Available data:
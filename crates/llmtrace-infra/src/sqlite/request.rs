//! SQLite request repository implementation.
//!
//! Implements `RequestRepository` from `llmtrace-core` using sqlx with split
//! read/write pools. Dimension tags live in the `request_dimensions` child
//! table and are removed with their request via `ON DELETE CASCADE`.

use std::collections::HashMap;
use std::time::Duration;

use chrono::{DateTime, SecondsFormat, Utc};
use sqlx::Row;
use sqlx::sqlite::{Sqlite, SqliteArguments};
use uuid::Uuid;

use llmtrace_core::repository::RequestRepository;
use llmtrace_types::error::RepositoryError;
use llmtrace_types::provider::Provider;
use llmtrace_types::query::{AggregateResult, GroupField, OrderBy, RequestFilter, SortOrder};
use llmtrace_types::record::{DimensionTag, ErrorType, RequestRecord};

use super::pool::DatabasePool;

/// Request IDs per `IN (...)` lookup when loading dimensions.
const DIMENSION_BATCH: usize = 500;

/// SQLite-backed implementation of `RequestRepository`.
pub struct SqliteRequestRepository {
    pool: DatabasePool,
}

impl SqliteRequestRepository {
    /// Create a new repository backed by the given database pool.
    pub fn new(pool: DatabasePool) -> Self {
        Self { pool }
    }

    /// Open (and migrate) the database at `database_url`.
    pub async fn connect(database_url: &str) -> Result<Self, RepositoryError> {
        let pool = DatabasePool::new(database_url).await.map_err(|e| {
            tracing::error!(database_url, error = %e, "failed to open request database");
            RepositoryError::Connection
        })?;
        Ok(Self::new(pool))
    }

    pub fn pool(&self) -> &DatabasePool {
        &self.pool
    }

    /// Fetch request rows and attach their dimension tags.
    async fn fetch_records(
        &self,
        sql: &str,
        params: &[Param],
    ) -> Result<Vec<RequestRecord>, RepositoryError> {
        let rows = bind_params(sqlx::query(sql), params)
            .fetch_all(&self.pool.reader)
            .await
            .map_err(|e| RepositoryError::Query(e.to_string()))?;

        let mut request_rows = Vec::with_capacity(rows.len());
        for row in &rows {
            request_rows
                .push(RequestRow::from_row(row).map_err(|e| RepositoryError::Query(e.to_string()))?);
        }

        let ids: Vec<&str> = request_rows.iter().map(|r| r.id.as_str()).collect();
        let mut dimensions = self.load_dimensions(&ids).await?;

        request_rows
            .into_iter()
            .map(|row| {
                let tags = dimensions.remove(&row.id).unwrap_or_default();
                row.into_record(tags)
            })
            .collect()
    }

    async fn load_dimensions(
        &self,
        ids: &[&str],
    ) -> Result<HashMap<String, Vec<DimensionTag>>, RepositoryError> {
        let mut dimensions: HashMap<String, Vec<DimensionTag>> = HashMap::new();

        for batch in ids.chunks(DIMENSION_BATCH) {
            let placeholders = vec!["?"; batch.len()].join(", ");
            let sql = format!(
                "SELECT request_id, key, value FROM request_dimensions \
                 WHERE request_id IN ({placeholders}) ORDER BY request_id, position"
            );

            let mut query = sqlx::query(&sql);
            for id in batch {
                query = query.bind(*id);
            }
            let rows = query
                .fetch_all(&self.pool.reader)
                .await
                .map_err(|e| RepositoryError::Query(e.to_string()))?;

            for row in &rows {
                let request_id: String = row
                    .try_get("request_id")
                    .map_err(|e| RepositoryError::Query(e.to_string()))?;
                let key: String = row
                    .try_get("key")
                    .map_err(|e| RepositoryError::Query(e.to_string()))?;
                let value: String = row
                    .try_get("value")
                    .map_err(|e| RepositoryError::Query(e.to_string()))?;
                dimensions
                    .entry(request_id)
                    .or_default()
                    .push(DimensionTag::new(key, value));
            }
        }

        Ok(dimensions)
    }
}
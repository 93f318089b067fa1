//! Summary statistics derived from stored records.

use std::time::Duration;

use serde::{Deserialize, Serialize};

use crate::provider::Provider;

/// Token totals for one provider/model pair.
#[derive(Debug, Clone, PartialEq, Eq, Serialize, Deserialize)]
pub struct TokenStats {
    pub provider: Provider,
    pub model: String,
    pub total_requests: u64,
    pub input_tokens: u64,
    pub output_tokens: u64,
    pub total_tokens: u64,
    pub error_count: u64,
}

impl TokenStats {
    pub fn new(provider: Provider, model: impl Into<String>) -> Self {
        Self {
            provider,
            model: model.into(),
            total_requests: 0,
            input_tokens: 0,
            output_tokens: 0,
            total_tokens: 0,
            error_count: 0,
        }
    }

    /// Key used to index per-model stats: `provider/model`.
    pub fn key(&self) -> String {
        format!("{}/{}", self.provider, self.model)
    }
}

/// Usage summary across aggregation groups.
#[derive(Debug, Clone, Default, PartialEq, Serialize, Deserialize)]
pub struct UsageStats {
    pub total_requests: u64,
    pub total_tokens: u64,
    pub error_count: u64,
    /// Percentage of requests that failed (0-100).
    pub error_rate: f64,
    /// Highest average latency among the aggregated groups.
    pub max_latency: Duration,
}
//! Request record repository trait definition.
//!
//! Defines the storage contract the tracker writes through and the query
//! surface used for reporting. The infrastructure layer (llmtrace-infra)
//! implements this trait in memory and on SQLite.

use chrono::{DateTime, Utc};
use llmtrace_types::error::RepositoryError;
use llmtrace_types::query::{AggregateResult, GroupField, RequestFilter};
use llmtrace_types::record::RequestRecord;
use uuid::Uuid;

/// Repository trait for tracked request persistence.
///
/// Cancellation is expressed by dropping the returned future; implementations
/// must leave storage consistent when that happens mid-operation.
///
/// Uses native async fn in traits (Rust 2024 edition, no async_trait macro).
pub trait RequestRepository: Send + Sync {
    /// Persist one record.
    fn save(
        &self,
        record: &RequestRecord,
    ) -> impl std::future::Future<Output = Result<(), RepositoryError>> + Send;

    /// Fetch a record by ID. Returns `None` if it does not exist.
    fn get(
        &self,
        id: &Uuid,
    ) -> impl std::future::Future<Output = Result<Option<RequestRecord>, RepositoryError>> + Send;

    /// All records sharing a trace ID, ordered by `requested_at` ASC.
    fn get_by_trace_id(
        &self,
        trace_id: &str,
    ) -> impl std::future::Future<Output = Result<Vec<RequestRecord>, RepositoryError>> + Send;

    /// Records matching the filter, ordered and paginated as it specifies.
    fn query(
        &self,
        filter: &RequestFilter,
    ) -> impl std::future::Future<Output = Result<Vec<RequestRecord>, RepositoryError>> + Send;

    /// Per-group totals. An empty `group_by` yields a single group over all
    /// matching records (none when nothing matches).
    fn aggregate(
        &self,
        group_by: &[GroupField],
        filter: Option<&RequestFilter>,
    ) -> impl std::future::Future<Output = Result<Vec<AggregateResult>, RepositoryError>> + Send;

    /// Delete a record. Returns `NotFound` if it does not exist.
    fn delete(
        &self,
        id: &Uuid,
    ) -> impl std::future::Future<Output = Result<(), RepositoryError>> + Send;

    /// Delete every record with `requested_at` before `before`. Returns the count.
    fn delete_older_than(
        &self,
        before: DateTime<Utc>,
    ) -> impl std::future::Future<Output = Result<u64, RepositoryError>> + Send;

    /// Release held resources (connections, file handles).
    fn close(&self) -> impl std::future::Future<Output = Result<(), RepositoryError>> + Send;
}
//! BoxRequestRepository -- object-safe dynamic dispatch wrapper for RequestRepository.
//!
//! 1. Define an object-safe `RequestRepositoryDyn` trait with boxed futures
//! 2. Blanket-impl `RequestRepositoryDyn` for all `T: RequestRepository`
//! 3. `BoxRequestRepository` wraps `Box<dyn RequestRepositoryDyn>` and delegates

use std::future::Future;
use std::pin::Pin;

use chrono::{DateTime, Utc};
use llmtrace_types::error::RepositoryError;
use llmtrace_types::query::{AggregateResult, GroupField, RequestFilter};
use llmtrace_types::record::RequestRecord;
use uuid::Uuid;

use super::request::RequestRepository;

type BoxFuture<'a, T> = Pin<Box<dyn Future<Output = Result<T, RepositoryError>> + Send + 'a>>;

/// Object-safe version of [`RequestRepository`] with boxed futures.
///
/// A blanket implementation is provided for all types implementing
/// `RequestRepository`.
pub trait RequestRepositoryDyn: Send + Sync {
    fn save_boxed<'a>(&'a self, record: &'a RequestRecord) -> BoxFuture<'a, ()>;

    fn get_boxed<'a>(&'a self, id: &'a Uuid) -> BoxFuture<'a, Option<RequestRecord>>;

    fn get_by_trace_id_boxed<'a>(&'a self, trace_id: &'a str) -> BoxFuture<'a, Vec<RequestRecord>>;

    fn query_boxed<'a>(&'a self, filter: &'a RequestFilter) -> BoxFuture<'a, Vec<RequestRecord>>;

    fn aggregate_boxed<'a>(
        &'a self,
        group_by: &'a [GroupField],
        filter: Option<&'a RequestFilter>,
    ) -> BoxFuture<'a, Vec<AggregateResult>>;

    fn delete_boxed<'a>(&'a self, id: &'a Uuid) -> BoxFuture<'a, ()>;

    fn delete_older_than_boxed(&self, before: DateTime<Utc>) -> BoxFuture<'_, u64>;

    fn close_boxed(&self) -> BoxFuture<'_, ()>;
}

impl<T: RequestRepository> RequestRepositoryDyn for T {
    fn save_boxed<'a>(&'a self, record: &'a RequestRecord) -> BoxFuture<'a, ()> {
        Box::pin(self.save(record))
    }

    fn get_boxed<'a>(&'a self, id: &'a Uuid) -> BoxFuture<'a, Option<RequestRecord>> {
        Box::pin(self.get(id))
    }

    fn get_by_trace_id_boxed<'a>(&'a self, trace_id: &'a str) -> BoxFuture<'a, Vec<RequestRecord>> {
        Box::pin(self.get_by_trace_id(trace_id))
    }

    fn query_boxed<'a>(&'a self, filter: &'a RequestFilter) -> BoxFuture<'a, Vec<RequestRecord>> {
        Box::pin(self.query(filter))
    }

    fn aggregate_boxed<'a>(
        &'a self,
        group_by: &'a [GroupField],
        filter: Option<&'a RequestFilter>,
    ) -> BoxFuture<'a, Vec<AggregateResult>> {
        Box::pin(self.aggregate(group_by, filter))
    }

    fn delete_boxed<'a>(&'a self, id: &'a Uuid) -> BoxFuture<'a, ()> {
        Box::pin(self.delete(id))
    }

    fn delete_older_than_boxed(&self, before: DateTime<Utc>) -> BoxFuture<'_, u64> {
        Box::pin(self.delete_older_than(before))
    }

    fn close_boxed(&self) -> BoxFuture<'_, ()> {
        Box::pin(self.close())
    }
}

/// Type-erased request repository.
///
/// Lets the tracker hold any storage backend without a generic parameter.
/// Since `RequestRepository` uses RPITIT it cannot be a trait object itself;
/// this wrapper provides the same methods over `RequestRepositoryDyn`.
pub struct BoxRequestRepository {
    inner: Box<dyn RequestRepositoryDyn + Send + Sync>,
}

impl BoxRequestRepository {
    /// Wrap a concrete `RequestRepository` in a type-erased box.
    pub fn new<T: RequestRepository + 'static>(repository: T) -> Self {
        Self {
            inner: Box::new(repository),
        }
    }

    pub async fn save(&self, record: &RequestRecord) -> Result<(), RepositoryError> {
        self.inner.save_boxed(record).await
    }

    pub async fn get(&self, id: &Uuid) -> Result<Option<RequestRecord>, RepositoryError> {
        self.inner.get_boxed(id).await
    }

    pub async fn get_by_trace_id(
        &self,
        trace_id: &str,
    ) -> Result<Vec<RequestRecord>, RepositoryError> {
        self.inner.get_by_trace_id_boxed(trace_id).await
    }

    pub async fn query(&self, filter: &RequestFilter) -> Result<Vec<RequestRecord>, RepositoryError> {
        self.inner.query_boxed(filter).await
    }

    pub async fn aggregate(
        &self,
        group_by: &[GroupField],
        filter: Option<&RequestFilter>,
    ) -> Result<Vec<AggregateResult>, RepositoryError> {
        self.inner.aggregate_boxed(group_by, filter).await
    }

    pub async fn delete(&self, id: &Uuid) -> Result<(), RepositoryError> {
        self.inner.delete_boxed(id).await
    }

    pub async fn delete_older_than(&self, before: DateTime<Utc>) -> Result<u64, RepositoryError> {
        self.inner.delete_older_than_boxed(before).await
    }

    pub async fn close(&self) -> Result<(), RepositoryError> {
        self.inner.close_boxed().await
    }
}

Requirement: From the data above, copy each line that holds "Uuid".

Task answer:
use uuid::Uuid;
use uuid::Uuid;
        id: &Uuid,
        id: &Uuid,
use uuid::Uuid;
    fn get_boxed<'a>(&'a self, id: &'a Uuid) -> BoxFuture<'a, Option<RequestRecord>>;
    fn delete_boxed<'a>(&'a self, id: &'a Uuid) -> BoxFuture<'a, ()>;
    fn get_boxed<'a>(&'a self, id: &'a Uuid) -> BoxFuture<'a, Option<RequestRecord>> {
    fn delete_boxed<'a>(&'a self, id: &'a Uuid) -> BoxFuture<'a, ()> {
    pub async fn get(&self, id: &Uuid) -> Result<Option<RequestRecord>, RepositoryError> {
    pub async fn delete(&self, id: &Uuid) -> Result<(), RepositoryError> {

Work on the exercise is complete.